● Try it: The records must be repeated exactly and in their entirety.

Stored data:
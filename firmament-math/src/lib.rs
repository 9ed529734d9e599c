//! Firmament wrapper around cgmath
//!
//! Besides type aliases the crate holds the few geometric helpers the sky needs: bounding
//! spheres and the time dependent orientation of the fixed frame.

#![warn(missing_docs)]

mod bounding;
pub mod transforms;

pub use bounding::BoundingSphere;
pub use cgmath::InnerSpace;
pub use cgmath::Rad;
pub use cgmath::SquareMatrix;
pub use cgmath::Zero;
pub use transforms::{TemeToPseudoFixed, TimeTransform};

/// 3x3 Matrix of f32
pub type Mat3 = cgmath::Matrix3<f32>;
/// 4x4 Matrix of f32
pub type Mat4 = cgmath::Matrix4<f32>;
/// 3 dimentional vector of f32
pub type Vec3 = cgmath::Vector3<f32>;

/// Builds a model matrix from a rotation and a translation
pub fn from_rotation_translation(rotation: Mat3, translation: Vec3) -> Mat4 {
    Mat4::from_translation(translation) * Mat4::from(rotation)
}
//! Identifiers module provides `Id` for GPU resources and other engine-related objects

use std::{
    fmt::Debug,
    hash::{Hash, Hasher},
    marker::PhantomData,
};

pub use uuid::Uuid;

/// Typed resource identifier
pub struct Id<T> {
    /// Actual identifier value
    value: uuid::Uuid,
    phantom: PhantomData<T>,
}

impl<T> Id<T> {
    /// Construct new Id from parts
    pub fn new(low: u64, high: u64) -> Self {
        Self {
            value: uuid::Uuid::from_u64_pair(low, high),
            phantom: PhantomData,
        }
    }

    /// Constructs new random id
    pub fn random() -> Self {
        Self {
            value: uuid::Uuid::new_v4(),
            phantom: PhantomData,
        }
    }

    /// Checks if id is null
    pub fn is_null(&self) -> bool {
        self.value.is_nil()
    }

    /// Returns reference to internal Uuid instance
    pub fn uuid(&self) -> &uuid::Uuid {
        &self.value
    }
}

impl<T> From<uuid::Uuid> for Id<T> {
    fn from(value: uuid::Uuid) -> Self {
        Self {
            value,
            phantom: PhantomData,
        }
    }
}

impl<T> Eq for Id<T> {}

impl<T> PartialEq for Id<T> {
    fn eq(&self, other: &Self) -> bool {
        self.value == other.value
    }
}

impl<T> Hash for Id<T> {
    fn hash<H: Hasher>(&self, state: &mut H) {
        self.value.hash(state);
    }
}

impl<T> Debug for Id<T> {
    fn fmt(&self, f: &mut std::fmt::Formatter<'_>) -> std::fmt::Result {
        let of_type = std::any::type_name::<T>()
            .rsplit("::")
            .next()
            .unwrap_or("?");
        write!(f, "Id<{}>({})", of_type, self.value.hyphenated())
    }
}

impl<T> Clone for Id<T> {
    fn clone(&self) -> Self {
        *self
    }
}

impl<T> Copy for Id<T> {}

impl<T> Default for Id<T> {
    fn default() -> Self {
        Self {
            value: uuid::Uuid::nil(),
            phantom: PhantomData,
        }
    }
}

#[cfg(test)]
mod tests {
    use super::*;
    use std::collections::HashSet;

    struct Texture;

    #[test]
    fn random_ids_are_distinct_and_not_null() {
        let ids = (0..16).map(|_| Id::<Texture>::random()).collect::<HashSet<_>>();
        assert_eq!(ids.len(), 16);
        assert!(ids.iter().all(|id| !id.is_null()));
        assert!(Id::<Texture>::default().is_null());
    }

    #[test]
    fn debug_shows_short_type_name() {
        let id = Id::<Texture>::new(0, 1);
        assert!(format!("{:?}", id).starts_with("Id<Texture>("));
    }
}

● Written response:
filename firmament-math/src/lib.rs
repository 9ed529734d9e599c
//! Firmament wrapper around cgmath
//!
//! Besides type aliases the crate holds the few geometric helpers the sky needs: bounding
//! spheres and the time dependent orientation of the fixed frame.

#![warn(missing_docs)]

mod bounding;
pub mod transforms;

pub use bounding::BoundingSphere;
pub use cgmath::InnerSpace;
pub use cgmath::Rad;
pub use cgmath::SquareMatrix;
pub use cgmath::Zero;
pub use transforms::{TemeToPseudoFixed, TimeTransform};

/// 3x3 Matrix of f32
pub type Mat3 = cgmath::Matrix3<f32>;
/// 4x4 Matrix of f32
pub type Mat4 = cgmath::Matrix4<f32>;
/// 3 dimentional vector of f32
pub type Vec3 = cgmath::Vector3<f32>;

/// Builds a model matrix from a rotation and a translation
pub fn from_rotation_translation(rotation: Mat3, translation: Vec3) -> Mat4 {
    Mat4::from_translation(translation) * Mat4::from(rotation)
}
//! Identifiers module provides `Id` for GPU resources and other engine-related objects

use std::{
    fmt::Debug,
    hash::{Hash, Hasher},
    marker::PhantomData,
};

pub use uuid::Uuid;

/// Typed resource identifier
pub struct Id<T> {
    /// Actual identifier value
    value: uuid::Uuid,
    phantom: PhantomData<T>,
}

impl<T> Id<T> {
    /// Construct new Id from parts
    pub fn new(low: u64, high: u64) -> Self {
        Self {
            value: uuid::Uuid::from_u64_pair(low, high),
            phantom: PhantomData,
        }
    }

    /// Constructs new random id
    pub fn random() -> Self {
        Self {
            value: uuid::Uuid::new_v4(),
            phantom: PhantomData,
        }
    }

    /// Checks if id is null
    pub fn is_null(&self) -> bool {
        self.value.is_nil()
    }

    /// Returns reference to internal Uuid instance
    pub fn uuid(&self) -> &uuid::Uuid {
        &self.value
    }
}

impl<T> From<uuid::Uuid> for Id<T> {
    fn from(value: uuid::Uuid) -> Self {
        Self {
            value,
            phantom: PhantomData,
        }
    }
}

impl<T> Eq for Id<T> {}

impl<T> PartialEq for Id<T> {
    fn eq(&self, other: &Self) -> bool {
        self.value == other.value
    }
}

impl<T> Hash for Id<T> {
    fn hash<H: Hasher>(&self, state: &mut H) {
        self.value.hash(state);
    }
}

impl<T> Debug for Id<T> {
    fn fmt(&self, f: &mut std::fmt::Formatter<'_>) -> std::fmt::Result {
        let of_type = std::any::type_name::<T>()
            .rsplit("::")
            .next()
            .unwrap_or("?");
        write!(f, "Id<{}>({})", of_type, self.value.hyphenated())
    }
}

impl<T> Clone for Id<T> {
    fn clone(&self) -> Self {
        *self
    }
}

impl<T> Copy for Id<T> {}

impl<T> Default for Id<T> {
    fn default() -> Self {
        Self {
            value: uuid::Uuid::nil(),
            phantom: PhantomData,
        }
    }
}

#[cfg(test)]
mod tests {
    use super::*;
    use std::collections::HashSet;

    struct Texture;

    #[test]
    fn random_ids_are_distinct_and_not_null() {
        let ids = (0..16).map(|_| Id::<Texture>::random()).collect::<HashSet<_>>();
        assert_eq!(ids.len(), 16);
        assert!(ids.iter().all(|id| !id.is_null()));
        assert!(Id::<Texture>::default().is_null());
    }

    #[test]
    fn debug_shows_short_type_name() {
        let id = Id::<Texture>::new(0, 1);
        assert!(format!("{:?}", id).starts_with("Id<Texture>("));
    }
}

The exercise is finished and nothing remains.